If we look at these two examples, it appears that the results are reversed:

Prelude> let n o = (-1 `o` 1) in n (-)
0
Prelude> let n o = (-1 `o` 1) in n (+)
-2
Prelude>

we expect (-1 - 1) = -2 and (-1 + 1) = 0, but we get the opposite.
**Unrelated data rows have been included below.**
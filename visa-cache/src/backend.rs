pub mod fjall;
pub mod memory;

pub use self::fjall::{CacheStore, FjallVisaCache};
pub use memory::InMemoryVisaCache;
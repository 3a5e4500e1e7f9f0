//! Bidirectional translation between ISO alpha-2, alpha-3 and numeric-3.
//!
//! Map feeds key their features by numeric or alpha-3 codes while the visa
//! provider keys everything by alpha-2. [`CountryCodes`] holds the three
//! lookup tables built once from [`CountryRecord`]s and is handed around as a
//! [`CodeTranslator`] so consumers can swap it for a test double.
use regex::Regex;
use std::{
    collections::{HashMap, hash_map::Entry},
    fmt,
    sync::LazyLock,
};

use crate::table::COUNTRY_TABLE;

static ALPHA2_RE: LazyLock<Regex> = LazyLock::new(|| {
    Regex::new(r"^[A-Z]{2}$").expect("Failed to compile alpha-2 regex")
});

static ALPHA3_RE: LazyLock<Regex> = LazyLock::new(|| {
    Regex::new(r"^[A-Z]{3}$").expect("Failed to compile alpha-3 regex")
});

static NUMERIC_RE: LazyLock<Regex> = LazyLock::new(|| {
    Regex::new(r"^\d{1,3}$").expect("Failed to compile numeric regex")
});

#[derive(thiserror::Error, Debug, PartialEq, Eq)]
pub enum CodeTableError {
    #[error("Duplicate alpha-2 code: {0}")]
    DuplicateAlpha2(String),
    #[error("Duplicate alpha-3 code: {0}")]
    DuplicateAlpha3(String),
    #[error("Duplicate numeric code: {0}")]
    DuplicateNumeric(String),
    #[error("Malformed code in table: {0}")]
    Malformed(String),
}

/// One row of the country table.
#[derive(Debug, Clone, Copy, PartialEq, Eq)]
pub struct CountryRecord {
    pub alpha2: &'static str,
    pub alpha3: &'static str,
    pub numeric: Option<&'static str>,
    pub name_en: &'static str,
    pub name_ar: &'static str,
}

impl CountryRecord {
    pub const fn new(
        alpha2: &'static str,
        alpha3: &'static str,
        numeric: Option<&'static str>,
        name_en: &'static str,
        name_ar: &'static str,
    ) -> Self {
        Self {
            alpha2,
            alpha3,
            numeric,
            name_en,
            name_ar,
        }
    }
}

/// Shape of a code after normalization.
#[derive(Debug, Clone, Copy, PartialEq, Eq)]
pub enum CodeKind {
    Alpha2,
    Alpha3,
    Numeric,
    Unrecognized,
}

/// Trim and uppercase.
pub fn normalize(code: &str) -> String {
    code.trim().to_ascii_uppercase()
}

/// Zero-pad a numeric code to exactly three digits, `"4"` -> `"004"`.
pub fn pad_numeric(code: &str) -> Option<String> {
    let code = code.trim();
    NUMERIC_RE
        .is_match(code)
        .then(|| format!("{code:0>3}"))
}

pub fn classify(code: &str) -> CodeKind {
    let code = normalize(code);
    if ALPHA2_RE.is_match(&code) {
        CodeKind::Alpha2
    } else if ALPHA3_RE.is_match(&code) {
        CodeKind::Alpha3
    } else if NUMERIC_RE.is_match(&code) {
        CodeKind::Numeric
    } else {
        CodeKind::Unrecognized
    }
}

/// Lookup service over the three code universes.
///
/// Every method accepts untrimmed, mixed-case input and answers `None` for
/// codes it does not know. Nothing here panics on bad input.
pub trait CodeTranslator: Send + Sync + fmt::Debug {
    fn alpha2_to_alpha3(&self, code: &str) -> Option<&str>;

    fn alpha3_to_alpha2(&self, code: &str) -> Option<&str>;

    fn numeric_to_alpha3(&self, code: &str) -> Option<&str>;

    /// Resolve any of the three forms to the canonical alpha-3 code.
    fn to_alpha3(&self, code: &str) -> Option<&str> {
        match classify(code) {
            CodeKind::Alpha2 => self.alpha2_to_alpha3(code),
            CodeKind::Alpha3 => {
                let alpha2 = self.alpha3_to_alpha2(code)?;
                self.alpha2_to_alpha3(alpha2)
            }
            CodeKind::Numeric => self.numeric_to_alpha3(code),
            CodeKind::Unrecognized => None,
        }
    }

    /// Resolve any of the three forms to alpha-2.
    fn to_alpha2(&self, code: &str) -> Option<&str> {
        match classify(code) {
            CodeKind::Alpha2 => {
                let alpha3 = self.alpha2_to_alpha3(code)?;
                self.alpha3_to_alpha2(alpha3)
            }
            CodeKind::Alpha3 => self.alpha3_to_alpha2(code),
            CodeKind::Numeric => {
                let alpha3 = self.numeric_to_alpha3(code)?;
                self.alpha3_to_alpha2(alpha3)
            }
            CodeKind::Unrecognized => None,
        }
    }
}

pub struct CountryCodes {
    iso2_to_iso3: HashMap<&'static str, &'static str>,
    iso3_to_iso2: HashMap<&'static str, &'static str>,
    numeric_to_iso3: HashMap<&'static str, &'static str>,
}

impl fmt::Debug for CountryCodes {
    fn fmt(&self, f: &mut fmt::Formatter<'_>) -> fmt::Result {
        f.debug_struct("CountryCodes")
            .field("alpha2_count", &self.iso2_to_iso3.len())
            .field("numeric_count", &self.numeric_to_iso3.len())
            .finish()
    }
}

impl CountryCodes {
    /// Build the tables from the bundled country table.
    pub fn standard() -> Result<Self, CodeTableError> {
        Self::from_records(COUNTRY_TABLE)
    }

    /// Build the tables from arbitrary records, checking that every code is
    /// well-formed and that the alpha-3 inversion is lossless.
    pub fn from_records(
        records: &[CountryRecord],
    ) -> Result<Self, CodeTableError> {
        let mut iso2_to_iso3 = HashMap::with_capacity(records.len());
        let mut iso3_to_iso2 = HashMap::with_capacity(records.len());
        let mut numeric_to_iso3 = HashMap::with_capacity(records.len());

        for record in records {
            if !ALPHA2_RE.is_match(record.alpha2) {
                return Err(CodeTableError::Malformed(record.alpha2.to_string()));
            }
            if !ALPHA3_RE.is_match(record.alpha3) {
                return Err(CodeTableError::Malformed(record.alpha3.to_string()));
            }

            match iso2_to_iso3.entry(record.alpha2) {
                Entry::Occupied(_) => {
                    return Err(CodeTableError::DuplicateAlpha2(
                        record.alpha2.to_string(),
                    ));
                }
                Entry::Vacant(slot) => {
                    slot.insert(record.alpha3);
                }
            }

            match iso3_to_iso2.entry(record.alpha3) {
                Entry::Occupied(_) => {
                    return Err(CodeTableError::DuplicateAlpha3(
                        record.alpha3.to_string(),
                    ));
                }
                Entry::Vacant(slot) => {
                    slot.insert(record.alpha2);
                }
            }

            if let Some(numeric) = record.numeric {
                if numeric.len() != 3 || !NUMERIC_RE.is_match(numeric) {
                    return Err(CodeTableError::Malformed(numeric.to_string()));
                }
                if numeric_to_iso3.insert(numeric, record.alpha3).is_some() {
                    return Err(CodeTableError::DuplicateNumeric(
                        numeric.to_string(),
                    ));
                }
            }
        }

        Ok(Self {
            iso2_to_iso3,
            iso3_to_iso2,
            numeric_to_iso3,
        })
    }

    pub fn alpha2_codes(&self) -> impl Iterator<Item = &'static str> + '_ {
        self.iso2_to_iso3.keys().copied()
    }

    pub fn len(&self) -> usize {
        self.iso2_to_iso3.len()
    }

    pub fn is_empty(&self) -> bool {
        self.iso2_to_iso3.is_empty()
    }
}

impl CodeTranslator for CountryCodes {
    fn alpha2_to_alpha3(&self, code: &str) -> Option<&str> {
        self.iso2_to_iso3.get(normalize(code).as_str()).copied()
    }

    fn alpha3_to_alpha2(&self, code: &str) -> Option<&str> {
        self.iso3_to_iso2.get(normalize(code).as_str()).copied()
    }

    fn numeric_to_alpha3(&self, code: &str) -> Option<&str> {
        let padded = pad_numeric(code)?;
        self.numeric_to_iso3.get(padded.as_str()).copied()
    }
}
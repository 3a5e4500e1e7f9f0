//! Styling of world map features from the visa map.
//!
//! Features are resolved to alpha-3 (numeric id first, `ISO_A3` property
//! second) and then styled by the visa status of their alpha-2 code. The
//! home country always gets the home style; policy-excluded destinations
//! keep their color but cannot be clicked.
use serde::{Deserialize, Serialize};
use std::{
    collections::{HashMap, HashSet},
    sync::Arc,
};
use tracing::{debug, trace};
use visa_codes::{CodeTranslator, FeatureResolver, MapFeature};

use crate::model::{VisaMapData, VisaStatus, VisaStatusColor};

#[derive(Debug, Clone, PartialEq, Eq, Serialize, Deserialize)]
#[serde(tag = "kind", rename_all = "snake_case")]
pub enum FeatureStyle {
    Home,
    Status {
        color: VisaStatusColor,
        status: VisaStatus,
    },
    /// Known country absent from the visa map
    NoData,
    /// Feature that no rule could resolve
    Unknown,
}

#[derive(Debug, Clone, PartialEq, Eq, Serialize, Deserialize)]
pub struct StyledFeature {
    pub alpha3: Option<String>,
    pub style: FeatureStyle,
    pub interactive: bool,
}

#[derive(Debug)]
pub struct MapColorizer {
    translator: Arc<dyn CodeTranslator>,
    resolver: FeatureResolver,
    home: Option<String>,
    excluded: HashSet<String>,
}

impl MapColorizer {
    /// `home` and `excluded` accept any code form; unknown ones are ignored.
    pub fn new(
        translator: Arc<dyn CodeTranslator>,
        home: &str,
        excluded: &[String],
    ) -> Self {
        let home = translator.to_alpha3(home).map(str::to_string);
        let excluded = excluded
            .iter()
            .filter_map(|code| translator.to_alpha3(code))
            .map(str::to_string)
            .collect();
        Self {
            translator,
            resolver: FeatureResolver::new(),
            home,
            excluded,
        }
    }

    pub fn style(
        &self,
        feature: &MapFeature,
        statuses: &HashMap<String, VisaStatusColor>,
    ) -> StyledFeature {
        let Some(alpha3) = self.resolver.resolve(feature, self.translator.as_ref())
        else {
            debug!(?feature, "Unresolved map feature");
            return StyledFeature {
                alpha3: None,
                style: FeatureStyle::Unknown,
                interactive: false,
            };
        };

        if self.home.as_deref() == Some(alpha3) {
            return StyledFeature {
                alpha3: Some(alpha3.to_string()),
                style: FeatureStyle::Home,
                interactive: false,
            };
        }

        let style = self
            .translator
            .alpha3_to_alpha2(alpha3)
            .and_then(|alpha2| statuses.get(alpha2))
            .map_or(FeatureStyle::NoData, |color| FeatureStyle::Status {
                status: VisaStatus::from(color),
                color: color.clone(),
            });
        let interactive = !self.excluded.contains(alpha3);
        trace!(alpha3, ?style, interactive, "Styled map feature");

        StyledFeature {
            alpha3: Some(alpha3.to_string()),
            style,
            interactive,
        }
    }

    /// Style a whole feature collection; bad features degrade individually.
    pub fn colorize_all(
        &self,
        features: &[MapFeature],
        map: &VisaMapData,
    ) -> Vec<StyledFeature> {
        let statuses = map.status_index(self.translator.as_ref());
        features.iter().map(|f| self.style(f, &statuses)).collect()
    }

    /// Lowercase alpha-2 id for a clicked feature, `None` when the feature
    /// is not clickable.
    pub fn alpha2_for_click(&self, alpha3: &str) -> Option<String> {
        let alpha3 = self.translator.to_alpha3(alpha3)?;
        if self.home.as_deref() == Some(alpha3) || self.excluded.contains(alpha3) {
            return None;
        }
        self.translator
            .alpha3_to_alpha2(alpha3)
            .map(|alpha2| alpha2.to_ascii_lowercase())
    }
}
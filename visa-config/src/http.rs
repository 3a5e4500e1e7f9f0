//! HTTP client construction for outbound provider calls.
//!
//! Every client built here carries both a connect timeout and a
//! whole-request timeout.
//!
//! # Example
//! ```no_run
//! use visa_config::{AppConfig, Settings};
//! use visa_config::http::{HttpClientParams, build_http_client};
//!
//! let config = AppConfig::parse(r#"
//! [provider]
//! timeout = 10
//! connect_timeout = 5
//! "#).unwrap();
//!
//! let settings = Settings::from_config(&config).unwrap();
//! let params = HttpClientParams::from_settings(&settings.provider);
//! let client = build_http_client(params).unwrap();
//! ```
use std::time::Duration;

use crate::settings::ProviderSettings;

/// Parameters for configuring an HTTP client.
#[derive(Debug, Clone, PartialEq)]
pub struct HttpClientParams<'a> {
    pub timeout: u64,
    pub connect_timeout: u64,
    pub user_agent: &'a str,
}

impl<'a> HttpClientParams<'a> {
    pub fn from_settings(provider: &'a ProviderSettings) -> Self {
        Self {
            timeout: provider.timeout,
            connect_timeout: provider.connect_timeout,
            user_agent: &provider.user_agent,
        }
    }
}

/// Builds an HTTP client with the specified parameters.
///
/// Creates a reqwest::Client configured with rustls, gzip, both timeouts and
/// the user agent.
pub fn build_http_client(
    params: HttpClientParams,
) -> Result<reqwest::Client, reqwest::Error> {
    reqwest::ClientBuilder::new()
        .use_rustls_tls()
        .gzip(true)
        .timeout(Duration::from_secs(params.timeout))
        .connect_timeout(Duration::from_secs(params.connect_timeout))
        .user_agent(params.user_agent)
        .build()
}
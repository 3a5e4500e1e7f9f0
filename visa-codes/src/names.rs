use serde::{Deserialize, Serialize};
use std::{collections::HashMap, fmt, str::FromStr};

use crate::{codes::CountryRecord, normalize, table::COUNTRY_TABLE};

/// Display locale for country names.
#[derive(
    Debug, Clone, Copy, PartialEq, Eq, Hash, Default, Serialize, Deserialize,
)]
#[serde(rename_all = "lowercase")]
pub enum Locale {
    #[default]
    Ar,
    En,
}

impl Locale {
    pub fn as_str(&self) -> &'static str {
        match self {
            Locale::Ar => "ar",
            Locale::En => "en",
        }
    }
}

impl fmt::Display for Locale {
    fn fmt(&self, f: &mut fmt::Formatter<'_>) -> fmt::Result {
        f.write_str(self.as_str())
    }
}

#[derive(thiserror::Error, Debug, PartialEq, Eq)]
#[error("Unsupported locale: {0}")]
pub struct UnsupportedLocale(pub String);

impl FromStr for Locale {
    type Err = UnsupportedLocale;

    fn from_str(s: &str) -> Result<Self, Self::Err> {
        // Accept region-tagged forms like "ar-SA" or "en_US".
        let lang = s
            .trim()
            .split(['-', '_'])
            .next()
            .unwrap_or_default()
            .to_ascii_lowercase();
        match lang.as_str() {
            "ar" => Ok(Locale::Ar),
            "en" => Ok(Locale::En),
            _ => Err(UnsupportedLocale(s.to_string())),
        }
    }
}

#[derive(Debug, Clone, Copy)]
struct Names {
    en: &'static str,
    ar: &'static str,
}

/// Localized country names keyed by alpha-2.
#[derive(Debug)]
pub struct CountryNames {
    names: HashMap<&'static str, Names>,
}

impl CountryNames {
    pub fn standard() -> Self {
        Self::from_records(COUNTRY_TABLE)
    }

    pub fn from_records(records: &[CountryRecord]) -> Self {
        let names = records
            .iter()
            .map(|r| {
                (
                    r.alpha2,
                    Names {
                        en: r.name_en,
                        ar: r.name_ar,
                    },
                )
            })
            .collect();
        Self { names }
    }

    /// Name in the requested locale, if the table has one.
    pub fn name(&self, alpha2: &str, locale: Locale) -> Option<&'static str> {
        let names = self.names.get(normalize(alpha2).as_str())?;
        let name = match locale {
            Locale::Ar => names.ar,
            Locale::En => names.en,
        };
        (!name.is_empty()).then_some(name)
    }

    /// Canonical English name.
    pub fn english(&self, alpha2: &str) -> Option<&'static str> {
        self.name(alpha2, Locale::En)
    }
}

/// Flag emoji built from regional indicator symbols, `"sa"` -> 🇸🇦.
pub fn flag_emoji(alpha2: &str) -> Option<String> {
    let code = normalize(alpha2);
    if code.len() != 2 || !code.bytes().all(|b| b.is_ascii_uppercase()) {
        return None;
    }
    code.bytes()
        .map(|b| char::from_u32(0x1F1E6 + u32::from(b - b'A')))
        .collect()
}
//! Minimal hyper-based JSON API in front of `VisaService`.
use std::{convert::Infallible, sync::Arc};

use bytes::Bytes;
use http_body_util::Full;
use hyper::{
    Method, Request, Response, StatusCode,
    body::Incoming,
    header::{CONTENT_TYPE, HeaderName, HeaderValue},
    service::service_fn,
};
use hyper_util::{
    rt::{TokioExecutor, TokioIo},
    server::conn::auto::Builder,
};
use serde::Serialize;
use tokio::net::TcpListener;
use tracing::{debug, error, warn};
use visa_codes::Locale;

use crate::{
    fields::country_fields,
    service::{DataSource, ServiceError, VisaService},
};

type RespBody = Full<Bytes>;

/// Tells the UI whether data is live, cached or the static fallback.
pub const DATA_SOURCE_HEADER: HeaderName = HeaderName::from_static("x-data-source");

#[derive(Serialize)]
struct ErrorEnvelope<'a> {
    error: ErrorBody<'a>,
}

#[derive(Serialize)]
struct ErrorBody<'a> {
    code: &'a str,
    message: String,
}

const ENCODING_FAILED: &[u8] =
    br#"{"error":{"code":"internal_error","message":"encoding failed"}}"#;

fn build_response(
    status: StatusCode,
    content_type: &'static str,
    body: Bytes,
) -> Response<RespBody> {
    let mut resp = Response::new(Full::new(body));
    *resp.status_mut() = status;
    resp.headers_mut()
        .insert(CONTENT_TYPE, HeaderValue::from_static(content_type));
    resp
}

fn json_response<T: Serialize>(status: StatusCode, body: &T) -> Response<RespBody> {
    match serde_json::to_vec(body) {
        Ok(bytes) => build_response(status, "application/json", Bytes::from(bytes)),
        Err(err) => {
            error!(error = %err, "Failed to encode response");
            build_response(
                StatusCode::INTERNAL_SERVER_ERROR,
                "application/json",
                Bytes::from_static(ENCODING_FAILED),
            )
        }
    }
}

fn error_response(
    status: StatusCode,
    code: &str,
    message: impl Into<String>,
) -> Response<RespBody> {
    json_response(
        status,
        &ErrorEnvelope {
            error: ErrorBody {
                code,
                message: message.into(),
            },
        },
    )
}

fn with_source(mut resp: Response<RespBody>, source: DataSource) -> Response<RespBody> {
    resp.headers_mut()
        .insert(DATA_SOURCE_HEADER, HeaderValue::from_static(source.as_str()));
    resp
}

fn service_error_response(err: &ServiceError) -> Response<RespBody> {
    match err {
        ServiceError::NotConfigured => error_response(
            StatusCode::SERVICE_UNAVAILABLE,
            "not_configured",
            "visa data provider is not configured",
        ),
        ServiceError::Upstream(inner) => error_response(
            StatusCode::BAD_GATEWAY,
            "upstream_error",
            inner.to_string(),
        ),
        ServiceError::InvalidCode(code) => error_response(
            StatusCode::BAD_REQUEST,
            "invalid_code",
            format!("{code:?} is not a known country code"),
        ),
    }
}

/// `lang` query parameter, or the configured default.
fn locale_from_query(query: Option<&str>, default: Locale) -> Locale {
    query
        .and_then(|q| {
            url::form_urlencoded::parse(q.as_bytes())
                .find(|(key, _)| key == "lang")
                .and_then(|(_, value)| value.parse().ok())
        })
        .unwrap_or(default)
}

/// Dispatch one request. Split from `handle` so routing can be exercised
/// without a socket.
pub async fn route(
    service: &VisaService,
    method: &Method,
    path: &str,
    query: Option<&str>,
) -> Response<RespBody> {
    if *method != Method::GET {
        return error_response(
            StatusCode::METHOD_NOT_ALLOWED,
            "method_not_allowed",
            format!("{method} is not supported"),
        );
    }

    let locale = locale_from_query(query, service.options().default_locale);
    let segments: Vec<&str> = path.split('/').filter(|s| !s.is_empty()).collect();

    match segments.as_slice() {
        ["healthz"] => {
            build_response(StatusCode::OK, "text/plain", Bytes::from_static(b"ok"))
        }
        ["api", "countries"] => {
            let listing = service.countries(locale).await;
            with_source(
                json_response(StatusCode::OK, &listing.countries),
                listing.source,
            )
        }
        ["api", "countries", id] => match service.country(id, locale).await {
            Some(country) => json_response(StatusCode::OK, &country),
            None => error_response(
                StatusCode::NOT_FOUND,
                "not_found",
                format!("country {id:?} not found"),
            ),
        },
        ["api", "countries", id, "fields"] => match service.resolve_code(id) {
            Ok(alpha2) => json_response(StatusCode::OK, &country_fields(&alpha2)),
            Err(_) => error_response(
                StatusCode::NOT_FOUND,
                "not_found",
                format!("country {id:?} not found"),
            ),
        },
        ["api", "visa-map"] => match service.visa_map_sourced().await {
            Ok(map) => with_source(json_response(StatusCode::OK, &map.data), map.source),
            Err(err) => {
                warn!(error = %err, "Visa map unavailable");
                error_response(
                    StatusCode::SERVICE_UNAVAILABLE,
                    "not_available",
                    "visa map is not available",
                )
            }
        },
        ["api", "visa-info", code] => match service.visa_info_sourced(code).await {
            Ok(check) => {
                with_source(json_response(StatusCode::OK, &check.data), check.source)
            }
            Err(err) => service_error_response(&err),
        },
        _ => error_response(
            StatusCode::NOT_FOUND,
            "not_found",
            format!("no route for {path}"),
        ),
    }
}

async fn handle(
    req: Request<Incoming>,
    service: Arc<VisaService>,
) -> Result<Response<RespBody>, Infallible> {
    let method = req.method().clone();
    let uri = req.uri().clone();
    let resp = route(&service, &method, uri.path(), uri.query()).await;
    debug!(
        %method,
        path = uri.path(),
        status = resp.status().as_u16(),
        "Handled request"
    );
    Ok(resp)
}

/// Accept connections on `listener` until it fails.
pub async fn serve(
    listener: TcpListener,
    service: Arc<VisaService>,
) -> Result<(), std::io::Error> {
    loop {
        let (stream, _) = listener.accept().await?;
        let io = TokioIo::new(stream);
        let service = service.clone();
        let handler = service_fn(move |req| handle(req, service.clone()));
        tokio::spawn(async move {
            if let Err(err) = Builder::new(TokioExecutor::new())
                .serve_connection(io, handler)
                .await
            {
                error!(?err, "api server connection error");
            }
        });
    }
}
Due to operator precedence, the equations are being interpreted as:

Prelude> let n o = (-(1 `o` 1)) in n (-)
0
Prelude> let n o = (-(1 `o` 1)) in n (+)
-2

The fix is to use parens around a negative term:

Prelude> let n o = ((-1) `o` 1) in n (-)
-2
Prelude> let n o = ((-1) `o` 1) in n (+)
0
Prelude>

suppose this is why. Hopefully someone else can provide more details.

j.

ps. You could probably also fix it by changing the precedence of the
`o` operator. I believe that is possible. But parens around (-b) is
the more standard solution.

At Mon, 15 Sep 2008 02:24:14 +0200,
Cetin Sert wrote:
>
> Hi why do I get?
>
> cetin at linux-d312:~/lab/exp/1> ./eq
> 23
> 23
> 3
> a = b = c = n1-0.8457820374040622n2-0.1542179625959377
>
> when I run
>
> import System.IO
>
> main :: IO ()
> main = do
>   a ← ask "a"
>   b ← ask "b"
>   c ← ask "c"
>   eval a b c
>
> ask v = do
>   putStr (v ++ " = ")
>
> eval a b c = do
>   case delta < 0 of
>     True  → putStr "neg"
>     False → putStr ("n1" ++ show n1 ++ "n2" ++ show n2)
>   where
>     delta = b*b - 4*c*a
>     n  o  = (-b `o` sqrt(delta))/(2*a)
>     n1    = n (+)
>     n2    = n (-)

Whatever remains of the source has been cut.